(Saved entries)
+++++

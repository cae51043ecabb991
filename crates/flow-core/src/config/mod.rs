//! Runtime configuration for the Flow core.
//!
//! All knobs come from the environment so shells (mobile, desktop, CLI) can
//! share one loading path. Remote sync and receipt storage are optional; a
//! core with neither configured runs fully local.

use std::env;
use std::path::PathBuf;
use std::time::Duration;

use serde::{Deserialize, Serialize};

use crate::error::{Error, Result};
use crate::util::{is_http_url, normalize_text_option};

const ENV_DB_PATH: &str = "FLOW_DB_PATH";
const ENV_REMOTE_URL: &str = "FLOW_REMOTE_URL";
const ENV_REMOTE_API_KEY: &str = "FLOW_REMOTE_API_KEY";
const ENV_MEDIA_URL: &str = "FLOW_MEDIA_URL";
const ENV_POLL_INTERVAL_SECS: &str = "FLOW_POLL_INTERVAL_SECS";

const DEFAULT_POLL_INTERVAL_SECS: u64 = 30;

/// Core runtime configuration.
#[derive(Debug, Clone, Default, PartialEq, Eq, Serialize, Deserialize)]
pub struct CoreConfig {
    /// Local cache path; `None` selects an in-memory database
    #[serde(default)]
    pub database_path: Option<PathBuf>,
    /// Remote document store base URL
    #[serde(default)]
    pub remote_base_url: Option<String>,
    /// Bearer token for the remote store
    #[serde(default)]
    pub remote_api_key: Option<String>,
    /// Receipt blob store base URL
    #[serde(default)]
    pub media_base_url: Option<String>,
    /// Change-poll interval for HTTP subscriptions, in seconds
    #[serde(default)]
    pub poll_interval_secs: Option<u64>,
}

impl CoreConfig {
    /// Load configuration from `FLOW_*` environment variables.
    pub fn from_env() -> Result<Self> {
        Self::from_lookup(|key| env::var(key).ok())
    }

    fn from_lookup(lookup: impl Fn(&str) -> Option<String>) -> Result<Self> {
        let remote_base_url = match normalize_text_option(lookup(ENV_REMOTE_URL)) {
            Some(url) if !is_http_url(&url) => {
                return Err(Error::InvalidInput(format!(
                    "{ENV_REMOTE_URL} must include http:// or https://"
                )));
            }
            other => other,
        };
        let media_base_url = match normalize_text_option(lookup(ENV_MEDIA_URL)) {
            Some(url) if !is_http_url(&url) => {
                return Err(Error::InvalidInput(format!(
                    "{ENV_MEDIA_URL} must include http:// or https://"
                )));
            }
            other => other,
        };

        let poll_interval_secs = match normalize_text_option(lookup(ENV_POLL_INTERVAL_SECS)) {
            Some(raw) => Some(raw.parse::<u64>().map_err(|_| {
                Error::InvalidInput(format!("{ENV_POLL_INTERVAL_SECS} must be an integer"))
            })?),
            None => None,
        };

        Ok(Self {
            database_path: normalize_text_option(lookup(ENV_DB_PATH)).map(PathBuf::from),
            remote_base_url,
            remote_api_key: normalize_text_option(lookup(ENV_REMOTE_API_KEY)),
            media_base_url,
            poll_interval_secs,
        })
    }

    /// Whether remote sync is configured
    #[must_use]
    pub const fn is_sync_configured(&self) -> bool {
        self.remote_base_url.is_some()
    }

    /// Change-poll interval, with the default applied
    #[must_use]
    pub fn poll_interval(&self) -> Duration {
        Duration::from_secs(self.poll_interval_secs.unwrap_or(DEFAULT_POLL_INTERVAL_SECS))
    }
}
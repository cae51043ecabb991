//! Note model

use serde::{Deserialize, Serialize};

use super::{opt_text, parse_id, text_or_null, EntityId, SyncEntity};
use crate::error::Result;
use crate::util::now_millis;

/// A free-form note, optionally locked behind a password.
///
/// The password hash is opaque to the core; hashing and prompting are the
/// shell's concern. A locked note still syncs like any other entity.
#[derive(Debug, Clone, PartialEq, Eq, Serialize, Deserialize)]
#[serde(rename_all = "camelCase")]
pub struct Note {
    /// Unique identifier
    pub id: EntityId,
    /// Owning user
    pub user_id: String,
    /// Title shown in lists
    pub title: String,
    /// Note body
    pub content: String,
    /// Whether the note is locked
    pub locked: bool,
    /// Opaque password hash for locked notes
    #[serde(default)]
    pub password_hash: Option<String>,
    /// Last modification timestamp (Unix ms)
    pub last_modified: i64,
}

impl Note {
    /// Create a new unlocked note
    #[must_use]
    pub fn new(
        user_id: impl Into<String>,
        title: impl Into<String>,
        content: impl Into<String>,
    ) -> Self {
        Self {
            id: EntityId::new(),
            user_id: user_id.into(),
            title: title.into(),
            content: content.into(),
            locked: false,
            password_hash: None,
            last_modified: now_millis(),
        }
    }

    /// Lock the note behind the given (already hashed) password
    #[must_use]
    pub fn with_lock(mut self, password_hash: impl Into<String>) -> Self {
        self.locked = true;
        self.password_hash = Some(password_hash.into());
        self.last_modified = now_millis();
        self
    }
}

impl SyncEntity for Note {
    const COLLECTION: &'static str = "notes";
    const TABLE: &'static str = "notes";

    fn id(&self) -> EntityId {
        self.id
    }

    fn user_id(&self) -> &str {
        &self.user_id
    }

    fn last_modified(&self) -> i64 {
        self.last_modified
    }

    fn order_by() -> &'static str {
        "last_modified DESC"
    }

    fn columns() -> &'static [&'static str] {
        &[
            "id",
            "user_id",
            "title",
            "content",
            "locked",
            "password_hash",
            "last_modified",
        ]
    }

    fn bind(&self) -> Vec<libsql::Value> {
        vec![
            libsql::Value::Text(self.id.to_string()),
            libsql::Value::Text(self.user_id.clone()),
            libsql::Value::Text(self.title.clone()),
            libsql::Value::Text(self.content.clone()),
            libsql::Value::Integer(i64::from(self.locked)),
            text_or_null(self.password_hash.as_deref()),
            libsql::Value::Integer(self.last_modified),
        ]
    }

    fn from_row(row: &libsql::Row) -> Result<Self> {
        Ok(Self {
            id: parse_id(row, 0)?,
            user_id: row.get(1)?,
            title: row.get(2)?,
            content: row.get(3)?,
            locked: row.get::<i64>(4)? != 0,
            password_hash: opt_text(row, 5)?,
            last_modified: row.get(6)?,
        })
    }
}
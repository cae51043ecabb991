//! Database connection management

use crate::error::Result;
use libsql::{Builder, Connection, Database as LibSqlDatabase};
use std::path::Path;

use super::migrations;

/// Wrapper for the local libSQL cache database.
///
/// The cache is strictly local; reconciliation with the remote document store
/// happens in the sync repositories, not through database replication.
pub struct Database {
    _db: LibSqlDatabase,
    conn: Connection,
}

impl Database {
    /// Open a database at the given path, creating it if it doesn't exist
    ///
    /// Runs migrations automatically.
    pub async fn open(path: impl AsRef<Path>) -> Result<Self> {
        let path_str = path.as_ref().to_string_lossy().to_string();
        let db = Builder::new_local(&path_str).build().await?;
        let conn = db.connect()?;

        let database = Self { _db: db, conn };
        database.configure().await?;
        database.migrate().await?;
        Ok(database)
    }

    /// Open an in-memory database (useful for testing)
    pub async fn open_in_memory() -> Result<Self> {
        let db = Builder::new_local(":memory:").build().await?;
        let conn = db.connect()?;

        let database = Self { _db: db, conn };
        database.configure().await?;
        database.migrate().await?;
        Ok(database)
    }

    /// Configure `SQLite` for local-cache workloads
    async fn configure(&self) -> Result<()> {
        // WAL keeps observers readable while a sync pass writes
        self.conn
            .execute("PRAGMA journal_mode = WAL;", ())
            .await
            .ok();
        self.conn
            .execute("PRAGMA synchronous = NORMAL;", ())
            .await
            .ok();
        self.conn.execute("PRAGMA foreign_keys = ON;", ()).await?;
        Ok(())
    }

    /// Run database migrations
    async fn migrate(&self) -> Result<()> {
        migrations::run(&self.conn).await
    }

    /// Get a reference to the underlying connection
    pub const fn connection(&self) -> &Connection {
        &self.conn
    }
}
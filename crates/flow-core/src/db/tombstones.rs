//! Pending-deletion tombstone store

use std::collections::HashSet;

use libsql::Connection;

use crate::error::Result;
use crate::models::{EntityId, Tombstone};

/// Accessor over the shared `pending_deletions` table.
///
/// A tombstone means "this id was deleted locally and the remote deletion has
/// not been confirmed yet". It is removed only after a successful remote
/// delete, which gives deletion propagation its at-least-once guarantee.
#[derive(Clone)]
pub struct TombstoneStore {
    conn: Connection,
}

impl TombstoneStore {
    /// Create a store over the given connection
    pub const fn new(conn: Connection) -> Self {
        Self { conn }
    }

    /// Insert a tombstone; an existing tombstone for the same id is replaced
    pub async fn insert(&self, tombstone: &Tombstone) -> Result<()> {
        self.conn
            .execute(
                "INSERT OR REPLACE INTO pending_deletions (id, collection_name) VALUES (?1, ?2)",
                libsql::params![tombstone.id.to_string(), tombstone.collection.as_str()],
            )
            .await?;
        Ok(())
    }

    /// Remove a tombstone after its remote delete has been confirmed
    pub async fn remove(&self, id: EntityId, collection: &str) -> Result<()> {
        self.conn
            .execute(
                "DELETE FROM pending_deletions WHERE id = ?1 AND collection_name = ?2",
                libsql::params![id.to_string(), collection],
            )
            .await?;
        Ok(())
    }

    /// Ids of all tombstones for one collection
    pub async fn ids_for_collection(&self, collection: &str) -> Result<HashSet<String>> {
        let mut rows = self
            .conn
            .query(
                "SELECT id FROM pending_deletions WHERE collection_name = ?1",
                libsql::params![collection],
            )
            .await?;

        let mut ids = HashSet::new();
        while let Some(row) = rows.next().await? {
            ids.insert(row.get::<String>(0)?);
        }
        Ok(ids)
    }

    /// All tombstones across every collection
    pub async fn list_all(&self) -> Result<Vec<Tombstone>> {
        let mut rows = self
            .conn
            .query("SELECT id, collection_name FROM pending_deletions", ())
            .await?;

        let mut tombstones = Vec::new();
        while let Some(row) = rows.next().await? {
            let raw_id: String = row.get(0)?;
            let id = raw_id.parse().map_err(|_| {
                crate::error::Error::Database(format!("invalid tombstone id: {raw_id}"))
            })?;
            tombstones.push(Tombstone {
                id,
                collection: row.get(1)?,
            });
        }
        Ok(tombstones)
    }
}
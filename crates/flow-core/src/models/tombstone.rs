//! Tombstone model
//!
//! When an item is deleted locally, its id is recorded here. The record keeps
//! the sync pass from re-adding the item from the remote store, and doubles
//! as the retry queue for remote deletions that have not been confirmed yet.

use serde::{Deserialize, Serialize};

use super::EntityId;

/// A pending-deletion marker for one entity id.
#[derive(Debug, Clone, PartialEq, Eq, Serialize, Deserialize)]
pub struct Tombstone {
    /// Id of the deleted entity
    pub id: EntityId,
    /// Remote collection the id belongs to (the tombstone table is shared
    /// across entity types)
    pub collection: String,
}

impl Tombstone {
    /// Create a tombstone for an entity in the given collection
    #[must_use]
    pub fn new(id: EntityId, collection: impl Into<String>) -> Self {
        Self {
            id,
            collection: collection.into(),
        }
    }
}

+++++

_EXERCISE DETAILS_
Determine which lines above include the word "Duration", and report those lines in full.

_EXERCISE ANSWER_
use std::time::Duration;
    pub fn poll_interval(&self) -> Duration {
        Duration::from_secs(self.poll_interval_secs.unwrap_or(DEFAULT_POLL_INTERVAL_SECS))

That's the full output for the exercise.